The secret is in the sauce that makes Kaiser Permanente a truly integrated payer, and in its devout avoidance of the Achilles heel of other payers.
At this week’s GRx+Biosims meeting, two sessions with KP’s executives made it startling clear—if you don’t accept rebates, the decision to move to biosimilars is simple.
Amy Gutierrez, PharmD, Senior Vice President and Chief Pharmacy Officer, Kaiser Permanente National Pharmacy Programs and Services, emphasized the organization, especially its California regions (which account for 80% of its membership), is highly integrated. The medical groups and Kaiser pharmacies “strongly collaborate,” coming up with evidence-based reviews of formulary drugs.
At a separate session, Sameer Awsare, MD, Associate Executive Director, The Permanente Medical Group, elaborated, “Our drug information services are critical in doing the evidence-based review.” When an oncology clinician is part of the review, he said, “it’s hard for other oncologists to go against these recommendations. This results in widespread buy-in to the formulary decisions.”
Formulary adherence is about 95%, according to Dr. Gutierrez, and in California, “the plan does not require prior authorizations.”
The Looming Patent Cliff
“Biosimilars are safe, and they have been shown to be as effective as innovator products,” asserted Dr. Awsare. He listed the many reasons why uptake has been slow—pay-for-delay, misinformation, patent litigation, and perverse incentives among the top factors. “Biosimilars have reduced costs because of increasing competition.”
Dr. Gutierrez stated that newer therapies can cost from $500,000 to $2 million. “How can we afford these newer treatments? The abandonment rate for medications that cost patients $250 or more is 69%, and 52% when the out-of-pocket costs are between $125 and $250.” This has significant implications for Kaiser and its 12.3 million members.
With 71 drug patents set to expire through 2023, representing $55 billion in costs, “We hope to take advantage of this with biosimilars,” she said.
Kaiser Permanente’s Biosimilar Journey
The health plan was an early adopter of Zarxio® (filgrastim-sndz). “We learned the ropes with that one,” said Dr. Gutierrez.
Dr. Awsare explained that when Zarxio first came out, the providers questioned the results of the European studies. Kaiser performed a study with its own patients (the first 700 patients to receive the product). “It turned out we saw even less neutropenia than with Neupogen—maybe it’s even a ‘biobetter’,” he stated. The result is that Kaiser Permanente now has 98% uptake on Zarxio, according to Dr. Awsare.
Kaiser decided in 2017 to cover Inflectra (infliximab-dyyb). “At that time, the professional [gastroenterological] societies were inferring this was not the best course of treatment,” said Dr. Gutierrez, and Kaiser Permanente delayed using the biosimilar for the inflammatory bowel disease indications. Kaiser started a registry to ensure that no safety signals were seen after the switch.
When Fulphila (pegfilgrastrim-jmdb) was approved, Kaiser soon decided to cover it in preference to the reference product. And when Amgen launched its biosimilar bevacizumab (Mvasi®) and trastuzumab (Kanjinti®), Kaiser Permanente jumped in with both feet. “The oncology doctors were ready to move to biosimilar trastuzumab and bevacizumab when they were launched,” said Dr. Awsare. “We went to 97% uptake on the Avastin biosimilar in only a month.”

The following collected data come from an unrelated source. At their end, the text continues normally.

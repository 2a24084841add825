//! CLI command definitions and parsing
use clap::{Parser, Subcommand};
use std::path::PathBuf;

#[derive(Parser, Debug)]
#[command(
    name = "msmd",
    version,
    author = "neur0map",
    about = "Two-phase memory-deduplication simulator for virtualized hosts",
    long_about = "msmd simulates modified static memory deduplication: an offline phase clusters \
                  applications by fuzzy-hash similarity and discovers candidate duplicate pages \
                  with a generational search, and an online phase merges duplicate pages across \
                  VM snapshots using the pre-built shared page index."
)]
pub struct Cli {
    /// Global config file path (defaults to ~/.config/msmd/config.toml)
    #[arg(short, long, global = true, value_name = "FILE")]
    pub config: Option<PathBuf>,

    /// Enable verbose logging
    #[arg(short, long, global = true)]
    pub verbose: bool,

    #[command(subcommand)]
    pub command: Commands,
}

#[derive(Subcommand, Debug)]
pub enum Commands {
    /// Run the full pipeline over a scenario file
    Run {
        /// Scenario file (JSON) describing applications, pages, and VM snapshots
        scenario: PathBuf,

        /// Seed for the generational search (reproducible runs)
        #[arg(short, long)]
        seed: Option<u64>,

        /// Print the summary as JSON instead of human-readable text
        #[arg(long)]
        json: bool,
    },

    /// Run the built-in three-application reference scenario
    Demo {
        /// Seed for the generational search (reproducible runs)
        #[arg(short, long)]
        seed: Option<u64>,

        /// Print the summary as JSON instead of human-readable text
        #[arg(long)]
        json: bool,
    },

    /// Manage configuration
    Config {
        #[command(subcommand)]
        action: ConfigAction,
    },
}

#[derive(Subcommand, Debug)]
pub enum ConfigAction {
    /// Print the effective configuration
    Show,

    /// Write a default configuration file
    Init {
        /// Overwrite an existing configuration file
        #[arg(long)]
        force: bool,
    },

    /// Validate a configuration file
    Validate {
        /// File to validate (defaults to the standard config path)
        file: Option<PathBuf>,
    },
}

impl Cli {
    pub fn parse_args() -> Self {
        Self::parse()
    }
}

Kaiser also focuses on covering only one biosimilar in a class, to maximize its leverage.
Dr. Gutierrez emphasized that the plan has the ability to get “immediate P&T decisions and put coverage in place rapidly.” This has resulted in biosimilar uptake of 80% to 95%, depending on the product. She explained, we’ve seen greater (and faster) adoption rates with supportive care medications versus direct treatment.” Overall, the plan has saved about $200 million since we began covering our first biosimilar.”
In cases where a product has a “skinny label,” Kaiser is open to approving off-label indications, if the evidence supports it. “We’re working with our physician groups to gain that evidence,” she said.
Dr. Gutierrez advised that supply and stocking is important. “We might be ready to start using the biosimilar immediately,” she said, “but the manufacturer may not be ready to meet our supply needs. We’re getting better at that.”
“We work to minimize use of evergreening products whenever possible to maximimize the impact of the future biosimilars market,” added Dr. Gutierrez. “We are a leader in US biosimilar use. Manufacturers know that Kaiser Permanente can switch medication coverage fast, and this gives us significant leverage.”
Note: This post was updated and corrected on December 4, 2019. We had initially characterized Ruxience as being placed on Kaiser Permanente’s formulary. This is incorrect.